System clock set wrong, no directory cached

Start with an empty cache and empty state file, then run:

faketime ${WHEN} arti-testing bootstrap -c ${ARTI_CONF} --timeout 30

Try this with different values of WHEN:

  • '4 hours ago'
  • '1 day ago'
  • '1 month ago'
  • '1 day'
  • '1 month'
  • '1 year'

System clock set wrong, live directory cached.

Again, if you run the following command with an empty cache and state file as a starting point, it is expected to succeed.

arti-testing bootstrap -c ${ARTI_CONF}

Now run:

faketime ${WHEN} arti-testing connect -c ${ARTI_CONF} \
--target www.torproject.org:80 \
--timeout 30 --retry 0

Try this with different values of WHEN as above. This simulates a case where we previously bootstrapped with a reasonably live directory, but we wound up with a wrong clock when we restarted.

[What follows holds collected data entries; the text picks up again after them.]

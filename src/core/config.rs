//! Configuration system: TOML file + env var overrides + smart defaults.

#![allow(missing_docs)]

use std::env;
use std::fs;
use std::path::{Path, PathBuf};
use std::time::Duration;

use serde::{Deserialize, Serialize};

use crate::core::errors::{DsgError, Result};

/// 700 MiB, the stock limit for a managed site tree.
pub const DEFAULT_LIMIT_BYTES: u64 = 700 * 1024 * 1024;

/// Full guard configuration model.
#[derive(Debug, Clone, Serialize, Deserialize, PartialEq, Eq, Default)]
#[serde(default)]
pub struct Config {
    pub guard: GuardConfig,
    pub cache: CacheConfig,
    pub scanner: ScannerConfig,
    pub removable: RemovableConfig,
    pub paths: PathsConfig,
}

/// What is measured and where the line is drawn.
#[derive(Debug, Clone, Serialize, Deserialize, PartialEq, Eq)]
#[serde(default)]
pub struct GuardConfig {
    /// Root of the managed directory tree.
    pub root_path: PathBuf,
    /// Enforcement limit in exact bytes.
    pub limit_bytes: u64,
}

/// Usage cache behavior.
#[derive(Debug, Clone, Serialize, Deserialize, PartialEq, Eq)]
#[serde(default)]
pub struct CacheConfig {
    pub ttl_seconds: u64,
    /// Drop the cached measurement whenever an operation is admitted; the
    /// caller is about to write. On by default.
    pub invalidate_on_admit: bool,
}

/// Usage scanner behavior.
#[derive(Debug, Clone, Serialize, Deserialize, PartialEq, Eq)]
#[serde(default)]
pub struct ScannerConfig {
    pub parallelism: usize,
    pub one_file_system: bool,
    pub excluded_paths: Vec<PathBuf>,
    /// Scan deadline in milliseconds; 0 disables it.
    pub timeout_ms: u64,
    pub max_recorded_skips: usize,
}

/// Patterns (regex, matched against root-relative paths) for assets that are
/// safe to suggest for removal.
#[derive(Debug, Clone, Serialize, Deserialize, PartialEq, Eq)]
#[serde(default)]
pub struct RemovableConfig {
    pub patterns: Vec<String>,
}

/// Filesystem paths used by dsg itself.
#[derive(Debug, Clone, Serialize, Deserialize, PartialEq, Eq)]
#[serde(default)]
pub struct PathsConfig {
    pub config_file: PathBuf,
    pub jsonl_log: PathBuf,
}

impl Default for GuardConfig {
    fn default() -> Self {
        Self {
            root_path: PathBuf::from("/var/www/html"),
            limit_bytes: DEFAULT_LIMIT_BYTES,
        }
    }
}

impl Default for CacheConfig {
    fn default() -> Self {
        Self {
            ttl_seconds: 3_600,
            invalidate_on_admit: true,
        }
    }
}

impl Default for ScannerConfig {
    fn default() -> Self {
        Self {
            parallelism: std::thread::available_parallelism()
                .map_or(2, |n| n.get().saturating_div(2).max(1)),
            one_file_system: false,
            excluded_paths: Vec::new(),
            timeout_ms: 0,
            max_recorded_skips: 256,
        }
    }
}

impl Default for RemovableConfig {
    fn default() -> Self {
        Self {
            patterns: vec![
                r"^wp-content/themes/twenty[a-z-]+$".to_string(),
                r"^wp-content/plugins/hello\.php$".to_string(),
                r"^wp-content/plugins/akismet$".to_string(),
                r"^wp-content/upgrade$".to_string(),
                r"^wp-content/cache$".to_string(),
            ],
        }
    }
}

impl Default for PathsConfig {
    fn default() -> Self {
        let home_dir = env::var_os("HOME").map_or_else(
            || {
                eprintln!(
                    "[DSG-CONFIG] WARNING: HOME not set, falling back to /tmp for data paths"
                );
                PathBuf::from("/tmp")
            },
            PathBuf::from,
        );
        Self {
            config_file: home_dir.join(".config").join("dsg").join("config.toml"),
            jsonl_log: home_dir
                .join(".local")
                .join("share")
                .join("dsg")
                .join("activity.jsonl"),
        }
    }
}

impl CacheConfig {
    #[must_use]
    pub const fn ttl(&self) -> Duration {
        Duration::from_secs(self.ttl_seconds)
    }
}

impl ScannerConfig {
    /// Scan deadline, if one is configured.
    #[must_use]
    pub const fn timeout(&self) -> Option<Duration> {
        if self.timeout_ms == 0 {
            None
        } else {
            Some(Duration::from_millis(self.timeout_ms))
        }
    }
}

impl Config {
    /// Default configuration path.
    #[must_use]
    pub fn default_path() -> PathBuf {
        PathsConfig::default().config_file
    }

    /// Load config from default or explicit path, then apply env overrides.
    ///
    /// Missing config file is not an error when loading from default path; defaults are used.
    pub fn load(path: Option<&Path>) -> Result<Self> {
        let path_buf = path.map_or_else(Self::default_path, Path::to_path_buf);
        let is_explicit_path = path.is_some();

        let mut cfg = if path_buf.exists() {
            let raw = fs::read_to_string(&path_buf).map_err(|source| DsgError::io(&path_buf, source))?;
            let parsed: Self = toml::from_str(&raw)?;
            parsed
        } else if is_explicit_path {
            return Err(DsgError::MissingConfig { path: path_buf });
        } else {
            Self::default()
        };

        cfg.paths.config_file = path_buf;
        cfg.apply_env_overrides_from(env_var)?;
        cfg.normalize_paths();
        cfg.validate()?;
        Ok(cfg)
    }

    /// Deterministic hash of the effective config for logging.
    ///
    /// FNV-1a over the canonical JSON form so it is stable across processes.
    pub fn stable_hash(&self) -> Result<String> {
        let canonical = serde_json::to_string(self)?;
        let mut hash: u64 = 0xcbf2_9ce4_8422_2325;
        for byte in canonical.as_bytes() {
            hash ^= u64::from(*byte);
            hash = hash.wrapping_mul(0x0100_0000_01b3);
        }
        Ok(format!("{hash:016x}"))
    }

    fn apply_env_overrides_from<F>(&mut self, mut lookup: F) -> Result<()>
    where
        F: FnMut(&str) -> Option<String>,
    {
        if let Some(raw) = lookup("DSG_GUARD_ROOT_PATH") {
            self.guard.root_path = PathBuf::from(raw);
        }
        if let Some(raw) = lookup("DSG_GUARD_LIMIT_BYTES") {
            self.guard.limit_bytes = parse_env("DSG_GUARD_LIMIT_BYTES", &raw)?;
        }
        if let Some(raw) = lookup("DSG_CACHE_TTL_SECONDS") {
            self.cache.ttl_seconds = parse_env("DSG_CACHE_TTL_SECONDS", &raw)?;
        }
        if let Some(raw) = lookup("DSG_CACHE_INVALIDATE_ON_ADMIT") {
            self.cache.invalidate_on_admit = parse_env("DSG_CACHE_INVALIDATE_ON_ADMIT", &raw)?;
        }
        if let Some(raw) = lookup("DSG_SCANNER_PARALLELISM") {
            self.scanner.parallelism = parse_env("DSG_SCANNER_PARALLELISM", &raw)?;
        }
        if let Some(raw) = lookup("DSG_SCANNER_ONE_FILE_SYSTEM") {
            self.scanner.one_file_system = parse_env("DSG_SCANNER_ONE_FILE_SYSTEM", &raw)?;
        }
        if let Some(raw) = lookup("DSG_SCANNER_TIMEOUT_MS") {
            self.scanner.timeout_ms = parse_env("DSG_SCANNER_TIMEOUT_MS", &raw)?;
        }
        if let Some(raw) = lookup("DSG_LOG_JSONL_PATH") {
            self.paths.jsonl_log = PathBuf::from(raw);
        }
        Ok(())
    }

    /// Strip trailing slashes so exclusions compare equal to walked paths.
    fn normalize_paths(&mut self) {
        for path in std::iter::once(&mut self.guard.root_path).chain(&mut self.scanner.excluded_paths)
        {
            let s = path.to_string_lossy();
            if s.len() > 1
                && let Some(stripped) = s.strip_suffix('/')
            {
                *path = PathBuf::from(stripped);
            }
        }
    }

    pub fn validate(&self) -> Result<()> {
        if self.guard.root_path.as_os_str().is_empty() {
            return Err(DsgError::InvalidConfig {
                details: "guard.root_path must not be empty".to_string(),
            });
        }
        if self.guard.limit_bytes == 0 {
            return Err(DsgError::InvalidConfig {
                details: "guard.limit_bytes must be > 0".to_string(),
            });
        }
        if self.cache.ttl_seconds == 0 {
            return Err(DsgError::InvalidConfig {
                details: "cache.ttl_seconds must be > 0".to_string(),
            });
        }
        if self.scanner.parallelism == 0 {
            return Err(DsgError::InvalidConfig {
                details: "scanner.parallelism must be >= 1".to_string(),
            });
        }
        for pattern in &self.removable.patterns {
            crate::scanner::removable::validate_pattern(pattern)?;
        }
        Ok(())
    }
}

fn env_var(name: &str) -> Option<String> {
    env::var(name).ok().filter(|raw| !raw.trim().is_empty())
}

fn parse_env<T>(name: &str, raw: &str) -> Result<T>
where
    T: std::str::FromStr,
    T::Err: std::fmt::Display,
{
    raw.trim().parse::<T>().map_err(|error| DsgError::ConfigParse {
        context: "env",
        details: format!("{name}={raw:?}: {error}"),
    })
}

#[cfg(test)]
mod tests {
    use super::{Config, DEFAULT_LIMIT_BYTES, DsgError};
    use std::collections::HashMap;
    use std::path::{Path, PathBuf};
    use std::time::Duration;

    fn vars(pairs: &[(&str, &str)]) -> HashMap<String, String> {
        pairs
            .iter()
            .map(|(name, value)| ((*name).to_string(), (*value).to_string()))
            .collect()
    }

    #[test]
    fn default_config_is_valid() {
        let cfg = Config::default();
        assert!(cfg.validate().is_ok());
        assert_eq!(cfg.guard.limit_bytes, DEFAULT_LIMIT_BYTES);
        assert_eq!(cfg.cache.ttl(), Duration::from_secs(3_600));
        assert_eq!(cfg.scanner.timeout(), None);
    }

    #[test]
    fn zero_limit_rejected() {
        let mut cfg = Config::default();
        cfg.guard.limit_bytes = 0;
        let err = cfg.validate().expect_err("expected limit error");
        assert!(err.to_string().contains("limit_bytes"));
    }

    #[test]
    fn zero_ttl_rejected() {
        let mut cfg = Config::default();
        cfg.cache.ttl_seconds = 0;
        let err = cfg.validate().expect_err("expected ttl error");
        assert!(err.to_string().contains("ttl_seconds"));
    }

    #[test]
    fn maximal_ttl_is_accepted() {
        let mut cfg = Config::default();
        cfg.cache.ttl_seconds = u64::MAX;
        cfg.validate().expect("huge ttl is valid");
        assert_eq!(cfg.cache.ttl(), Duration::from_secs(u64::MAX));
    }

    #[test]
    fn zero_parallelism_rejected() {
        let mut cfg = Config::default();
        cfg.scanner.parallelism = 0;
        let err = cfg.validate().expect_err("expected parallelism error");
        assert!(err.to_string().contains("parallelism"));
    }

    #[test]
    fn bad_removable_pattern_rejected() {
        let mut cfg = Config::default();
        cfg.removable.patterns = vec!["([unclosed".to_string()];
        let err = cfg.validate().expect_err("expected pattern error");
        assert_eq!(err.code(), "DSG-1004");
    }

    #[test]
    fn env_overrides_apply() {
        let mut cfg = Config::default();
        let overrides = vars(&[
            ("DSG_GUARD_ROOT_PATH", "/srv/site"),
            ("DSG_GUARD_LIMIT_BYTES", "1048576"),
            ("DSG_CACHE_TTL_SECONDS", "60"),
            ("DSG_CACHE_INVALIDATE_ON_ADMIT", "false"),
            ("DSG_SCANNER_TIMEOUT_MS", "2500"),
        ]);
        cfg.apply_env_overrides_from(|name| overrides.get(name).cloned())
            .expect("overrides should parse");

        assert_eq!(cfg.guard.root_path, PathBuf::from("/srv/site"));
        assert_eq!(cfg.guard.limit_bytes, 1_048_576);
        assert_eq!(cfg.cache.ttl_seconds, 60);
        assert!(!cfg.cache.invalidate_on_admit);
        assert_eq!(cfg.scanner.timeout(), Some(Duration::from_millis(2_500)));
    }

    #[test]
    fn env_invalid_number_rejected() {
        let mut cfg = Config::default();
        let overrides = vars(&[("DSG_GUARD_LIMIT_BYTES", "700MB")]);
        let err = cfg
            .apply_env_overrides_from(|name| overrides.get(name).cloned())
            .expect_err("non-numeric limit should fail");
        match err {
            DsgError::ConfigParse { context, details } => {
                assert_eq!(context, "env");
                assert!(details.contains("DSG_GUARD_LIMIT_BYTES"));
            }
            other => panic!("unexpected error: {other}"),
        }
    }

    #[test]
    fn toml_sections_parse_with_defaults_for_missing_keys() {
        let raw = r#"
            [guard]
            root_path = "/srv/site"
            limit_bytes = 5000

            [cache]
            ttl_seconds = 30
        "#;
        let cfg: Config = toml::from_str(raw).expect("parse");
        assert_eq!(cfg.guard.limit_bytes, 5_000);
        assert_eq!(cfg.cache.ttl_seconds, 30);
        assert!(cfg.cache.invalidate_on_admit);
        assert!(!cfg.removable.patterns.is_empty());
    }

    #[test]
    fn normalize_paths_trims_trailing_slashes_and_keeps_root() {
        let mut cfg = Config::default();
        cfg.guard.root_path = PathBuf::from("/srv/site/");
        cfg.scanner.excluded_paths = vec![PathBuf::from("/"), PathBuf::from("/srv/site/cache/")];
        cfg.normalize_paths();
        assert_eq!(cfg.guard.root_path, PathBuf::from("/srv/site"));
        assert!(cfg.scanner.excluded_paths.contains(&PathBuf::from("/")));
        assert!(
            cfg.scanner
                .excluded_paths
                .contains(&PathBuf::from("/srv/site/cache"))
        );
    }

    #[test]
    fn load_returns_error_for_explicit_missing_path() {
        let err = Config::load(Some(Path::new("/nonexistent/dsg/config.toml"))).unwrap_err();
        assert!(matches!(err, DsgError::MissingConfig { .. }));
    }

    #[test]
    fn load_reads_explicit_file() {
        let dir = tempfile::tempdir().expect("tempdir");
        let path = dir.path().join("config.toml");
        std::fs::write(&path, "[guard]\nlimit_bytes = 4096\n").expect("write config");
        let cfg = Config::load(Some(&path)).expect("load");
        assert_eq!(cfg.paths.config_file, path);
        assert!(cfg.guard.limit_bytes > 0);
    }

    #[test]
    fn stable_hash_changes_when_config_changes() {
        let cfg = Config::default();
        let before = cfg.stable_hash().expect("hash");
        assert_eq!(before, cfg.stable_hash().expect("hash"));
        let mut modified = Config::default();
        modified.guard.limit_bytes += 1;
        assert_ne!(before, modified.stable_hash().expect("hash"));
    }
}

System clock set wrong, obsolete directory cached

You can simulate this with a directory that you made before, then copied into your cache directory. Use faketime to set the current time to a point at which the directory was valid, or recently valid.

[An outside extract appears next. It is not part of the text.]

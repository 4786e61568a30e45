//! Usage accounting: the directory walker and removable-asset suggestions.

pub mod removable;
pub mod walker;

Note: This test won't work well with chutney, since chutney directory lifetimes are very short.

The arti-testing tool can simulate multiple kinds of errors:

  • connections fail immediately or after a little while(-tcp-failure error --tcp-failure-delay 1)
  • connections time out and never succeed (-tcp-failure timeout)
  • connections succeed, but drop all data and say nothing. (-tcp-failure blackhole)

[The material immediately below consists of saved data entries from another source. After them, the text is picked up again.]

//! End-to-end guard scenarios over real temporary trees.

mod common;

use std::fs;
use std::sync::{Arc, Barrier};
use std::thread;
use std::time::Duration;

use disk_space_guard::prelude::*;
use tempfile::TempDir;

fn walker() -> Arc<dyn UsageScanner> {
    let config = WalkerConfig {
        parallelism: 2,
        ..WalkerConfig::default()
    };
    Arc::new(DirectoryWalker::new(config))
}

fn guard_over(root: &std::path::Path, limit: u64) -> AdmissionGuard {
    AdmissionGuard::new(
        root,
        LimitConfig::new(limit),
        Duration::from_secs(3_600),
        walker(),
    )
}

#[test]
fn upload_denied_exactly_at_limit_and_allowed_after_delete() {
    let tmp = TempDir::new().unwrap();
    common::build_site(tmp.path());
    let guard = guard_over(tmp.path(), 3_500);

    assert_eq!(
        guard.check_admission(OperationKind::Upload).unwrap(),
        Decision::Denied
    );
    let summary = guard.current_usage_summary().unwrap();
    assert_eq!(summary.usage_bytes, 3_500);
    assert_eq!(summary.file_count, 4);
    assert!(!summary.over_limit);

    fs::remove_file(tmp.path().join("index.php")).unwrap();
    // Still the cached figure until the host reports the deletion.
    assert_eq!(
        guard.check_admission(OperationKind::Upload).unwrap(),
        Decision::Denied
    );
    guard.coordinator().notify(DiskChangeEvent::FileDeleted);
    assert_eq!(
        guard.check_admission(OperationKind::Upload).unwrap(),
        Decision::Allowed
    );
    assert_eq!(guard.current_usage_summary().unwrap().usage_bytes, 2_500);
}

#[test]
fn publish_over_limit_downgrades_and_warns() {
    let tmp = TempDir::new().unwrap();
    common::build_site(tmp.path());
    let guard = guard_over(tmp.path(), 3_000);

    let decision = guard.check_admission(OperationKind::Publish).unwrap();
    assert_eq!(decision, Decision::Denied);
    assert_eq!(
        OperationKind::Publish.enforcement(),
        Enforcement::DowngradeToDraft
    );
    let summary = guard.current_usage_summary().unwrap();
    assert_eq!(summary.level, UsageLevel::Over);
    assert!(summary.over_limit);
}

#[test]
fn missing_root_surfaces_scan_failure_every_time() {
    let tmp = TempDir::new().unwrap();
    let guard = guard_over(&tmp.path().join("not-there"), 1_000);

    for _ in 0..2 {
        let err = guard.check_admission(OperationKind::Upload).unwrap_err();
        assert_eq!(err.code(), "DSG-2001");
    }
    assert_eq!(guard.cache().stats().scans, 2);
    assert!(guard.cache().peek().is_none());

    fs::create_dir(tmp.path().join("not-there")).unwrap();
    assert_eq!(
        guard.check_admission(OperationKind::Upload).unwrap(),
        Decision::Allowed
    );
}

#[test]
fn concurrent_checks_on_cold_cache_scan_once() {
    let tmp = TempDir::new().unwrap();
    common::build_site(tmp.path());
    let guard = Arc::new(guard_over(tmp.path(), 10_000));
    let barrier = Arc::new(Barrier::new(8));

    let handles: Vec<_> = (0..8)
        .map(|_| {
            let guard = Arc::clone(&guard);
            let barrier = Arc::clone(&barrier);
            thread::spawn(move || {
                barrier.wait();
                guard.current_usage_summary().unwrap().usage_bytes
            })
        })
        .collect();

    for handle in handles {
        assert_eq!(handle.join().unwrap(), 3_500);
    }
    assert_eq!(guard.cache().stats().scans, 1);
}

#[test]
fn shared_cache_between_guard_and_host_coordinator() {
    let tmp = TempDir::new().unwrap();
    common::build_site(tmp.path());
    let cache = Arc::new(UsageCache::new());
    let guard = guard_over(tmp.path(), 10_000).with_cache(Arc::clone(&cache));
    let listener: Arc<dyn DiskChangeListener> =
        Arc::new(InvalidationCoordinator::new(Arc::clone(&cache)));

    guard.check_admission(OperationKind::PluginInstall).unwrap();
    common::write_file(&tmp.path().join("wp-content/plugins/big/big.zip"), 8_000);
    listener.on_disk_change(DiskChangeEvent::PackageInstalled);

    assert_eq!(
        guard.check_admission(OperationKind::PluginInstall).unwrap(),
        Decision::Denied
    );
}

#[test]
fn from_config_suggests_default_themes() {
    let tmp = TempDir::new().unwrap();
    let site = tmp.path().join("site");
    common::build_site(&site);
    let config_path = common::write_config(tmp.path(), &site, 700);
    let config = Config::load(Some(&config_path)).unwrap();
    let guard = AdmissionGuard::from_config(&config).unwrap();

    let candidates = guard.suggest_removable().unwrap();
    assert_eq!(candidates.len(), 1);
    assert_eq!(
        candidates[0].path,
        site.join("wp-content/themes/twentytwenty")
    );
    assert_eq!(candidates[0].size_bytes, 500);
}

#[test]
fn from_config_rescans_after_every_admitted_write() {
    let tmp = TempDir::new().unwrap();
    let site = tmp.path().join("site");
    common::build_site(&site);
    let config_path = common::write_config(tmp.path(), &site, 4_000);
    let guard = AdmissionGuard::from_config(&Config::load(Some(&config_path)).unwrap()).unwrap();

    assert_eq!(
        guard.check_admission(OperationKind::Upload).unwrap(),
        Decision::Allowed
    );
    assert!(guard.cache().peek().is_none());

    // The admitted upload lands without any host notification.
    common::write_file(&site.join("wp-content/uploads/new.jpg"), 600);
    assert_eq!(
        guard.check_admission(OperationKind::Upload).unwrap(),
        Decision::Denied
    );
    assert_eq!(guard.cache().stats().scans, 2);
    assert_eq!(guard.cache().peek().unwrap().size_bytes, 4_100);
}

#[test]
fn activity_log_captures_the_guard_lifecycle() {
    let tmp = TempDir::new().unwrap();
    common::build_site(tmp.path());
    let log_path = tmp.path().join("log").join("activity.jsonl");
    let (logger, join) =
        spawn_logger(disk_space_guard::logger::jsonl::JsonlConfig::at(log_path.clone())).unwrap();

    let guard = guard_over(tmp.path(), 10_000).with_logger(logger.clone());
    guard.check_admission(OperationKind::Upload).unwrap();
    guard.coordinator().notify(DiskChangeEvent::FileAdded);
    guard.check_admission(OperationKind::Upload).unwrap();
    logger.shutdown();
    join.join().unwrap();

    let events: Vec<String> = fs::read_to_string(&log_path)
        .unwrap()
        .lines()
        .map(|line| {
            let value: serde_json::Value = serde_json::from_str(line).unwrap();
            value["event"].as_str().unwrap().to_string()
        })
        .collect();
    assert_eq!(
        events,
        vec![
            "scan_complete",
            "admission_allowed",
            "cache_invalidated",
            "scan_complete",
            "admission_allowed",
        ]
    );
}

#[cfg(unix)]
#[test]
fn unreadable_directory_is_logged_as_skipped() {
    use std::os::unix::fs::PermissionsExt;

    let tmp = TempDir::new().unwrap();
    let site = tmp.path().join("site");
    common::build_site(&site);
    let locked = site.join("wp-content/private");
    common::write_file(&locked.join("secret.bin"), 4_096);
    fs::set_permissions(&locked, fs::Permissions::from_mode(0o000)).unwrap();

    // Privileged users read through mode bits; nothing to observe then.
    if fs::read_dir(&locked).is_ok() {
        fs::set_permissions(&locked, fs::Permissions::from_mode(0o755)).unwrap();
        return;
    }

    let log_path = tmp.path().join("activity.jsonl");
    let (logger, join) =
        spawn_logger(disk_space_guard::logger::jsonl::JsonlConfig::at(log_path.clone())).unwrap();
    let guard = guard_over(&site, 10_000).with_logger(logger.clone());
    let summary = guard.current_usage_summary();
    logger.shutdown();
    join.join().unwrap();
    fs::set_permissions(&locked, fs::Permissions::from_mode(0o755)).unwrap();

    assert_eq!(summary.unwrap().usage_bytes, 3_500);
    let lines: Vec<serde_json::Value> = fs::read_to_string(&log_path)
        .unwrap()
        .lines()
        .map(|line| serde_json::from_str(line).unwrap())
        .collect();
    assert_eq!(lines[0]["event"], "entry_skipped");
    assert_eq!(lines[0]["path"], locked.display().to_string());
    assert_eq!(lines[1]["event"], "scan_complete");
    assert_eq!(lines[1]["skipped"], 1);
}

You can arrange for these failures to start in the bootstrap phase (--tcp-failure-stage bootstrap) or in the connect stage (--tcp-failure-stage connect).

With these options, you can simulate different kinds of failures by starting with an empty directory cache (and optionally empty state). The bootstrap phase failures correspond to failures on your fallback directories, while the connect-phase failures correspond to failures on the live network.

There's an issue here where if you have open connections to the fallbacks, the TCP-failure code won't yet make them start failing when you connect to the network. As a workaround, bootstrap in a separate arti-testing call, then connect with TCP failures enabled.

For example:

To fail during bootstrapping, clear your cache and run the command:

arti-testing bootstrap -c ${ARTI_CONF} --timeout 30 --tcp-failure error

To fail after bootstrapping, clear your cache then run the commands:

# This should succeed
arti-testing bootstrap -c ${ARTI_CONF}

# This will fail.
arti-testing connect -c ${ARTI_CONF} \
--target www.torproject.org:80 \
--timeout 30 --retry 0 \
--tcp-failure blackhole

Partial network blocking

You can make the above network failures conditional, to simulate different kinds of broken local networks. Try --tcp-failure-on v4 to simulate an IPv4-only network, or --tcp-failure-on non443 to simulate a network that blocks everything but HTTPS.

These won't work with chutney networks, since a typical chutney network's relays are all on IPv4 with high ports.

Network identity mismatch

One way to generate a diverse range of failures is to combine and experiment with the arti.toml files from two different chutney networks. Older chutney networks can be found in subdirectories of $CHUTNEY_PATH/net/, except the nodes directory.

If you use an older set of fallback directories, you'll simulate the case where the client can't actually connect to any fallback directories because its beliefs about their identities are all wrong.

If you keep the running set of fallback directories, but use the older set of authorities, you'll simulate the case where the client fetches a directory, but doesn't believe in any authorities that signed it.

For both of these cases, start with an empty cache and use the arti-testing bootstrap command.